● Task objective: Return, unaltered, every line from the beginning of the material below up to and including the one with "#[derive(Debug, Default)]".

● Record excerpts:
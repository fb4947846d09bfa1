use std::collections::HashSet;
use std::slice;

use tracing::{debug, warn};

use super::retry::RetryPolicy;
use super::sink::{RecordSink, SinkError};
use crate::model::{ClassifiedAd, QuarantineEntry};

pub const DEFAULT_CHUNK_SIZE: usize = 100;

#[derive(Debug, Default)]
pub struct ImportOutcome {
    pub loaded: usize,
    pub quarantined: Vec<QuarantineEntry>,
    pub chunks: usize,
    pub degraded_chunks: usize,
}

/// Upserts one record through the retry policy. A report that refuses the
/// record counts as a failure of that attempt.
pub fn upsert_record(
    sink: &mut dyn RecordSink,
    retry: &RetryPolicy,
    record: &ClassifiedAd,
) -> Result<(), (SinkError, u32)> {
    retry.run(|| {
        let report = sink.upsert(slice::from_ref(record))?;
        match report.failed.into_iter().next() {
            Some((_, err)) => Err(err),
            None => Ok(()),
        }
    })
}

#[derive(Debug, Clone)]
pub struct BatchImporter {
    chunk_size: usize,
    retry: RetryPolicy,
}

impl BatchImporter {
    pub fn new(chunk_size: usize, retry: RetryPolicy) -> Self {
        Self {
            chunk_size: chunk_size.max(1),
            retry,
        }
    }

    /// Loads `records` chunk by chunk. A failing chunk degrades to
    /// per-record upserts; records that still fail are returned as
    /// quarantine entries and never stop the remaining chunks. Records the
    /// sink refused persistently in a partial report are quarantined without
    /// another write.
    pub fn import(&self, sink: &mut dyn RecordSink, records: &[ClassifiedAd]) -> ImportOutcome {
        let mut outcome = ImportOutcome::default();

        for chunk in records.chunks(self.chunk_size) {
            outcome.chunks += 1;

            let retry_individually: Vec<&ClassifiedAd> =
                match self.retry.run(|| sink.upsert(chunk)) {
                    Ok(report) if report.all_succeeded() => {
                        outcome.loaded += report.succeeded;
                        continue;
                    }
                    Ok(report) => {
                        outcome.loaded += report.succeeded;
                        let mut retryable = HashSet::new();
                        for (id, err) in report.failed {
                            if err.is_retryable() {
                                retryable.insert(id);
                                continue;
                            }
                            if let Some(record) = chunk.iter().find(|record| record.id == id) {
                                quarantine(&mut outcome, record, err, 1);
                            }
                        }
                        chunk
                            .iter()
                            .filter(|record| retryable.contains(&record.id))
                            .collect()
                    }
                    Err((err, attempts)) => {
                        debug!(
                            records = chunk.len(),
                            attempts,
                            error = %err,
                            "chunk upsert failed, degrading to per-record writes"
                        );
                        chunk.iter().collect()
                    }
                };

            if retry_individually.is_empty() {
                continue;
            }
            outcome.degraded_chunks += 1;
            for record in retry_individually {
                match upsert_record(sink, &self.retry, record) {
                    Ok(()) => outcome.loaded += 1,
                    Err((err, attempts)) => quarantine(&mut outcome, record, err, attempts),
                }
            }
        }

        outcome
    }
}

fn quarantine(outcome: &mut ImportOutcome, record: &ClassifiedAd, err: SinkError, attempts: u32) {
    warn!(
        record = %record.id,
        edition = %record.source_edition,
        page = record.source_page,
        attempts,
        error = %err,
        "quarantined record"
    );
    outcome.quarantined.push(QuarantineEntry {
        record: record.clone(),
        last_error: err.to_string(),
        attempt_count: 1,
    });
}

● Exercise result:
repository fb4947846d09bfa1
use std::collections::HashSet;
use std::slice;

use tracing::{debug, warn};

use super::retry::RetryPolicy;
use super::sink::{RecordSink, SinkError};
use crate::model::{ClassifiedAd, QuarantineEntry};

pub const DEFAULT_CHUNK_SIZE: usize = 100;

#[derive(Debug, Default)]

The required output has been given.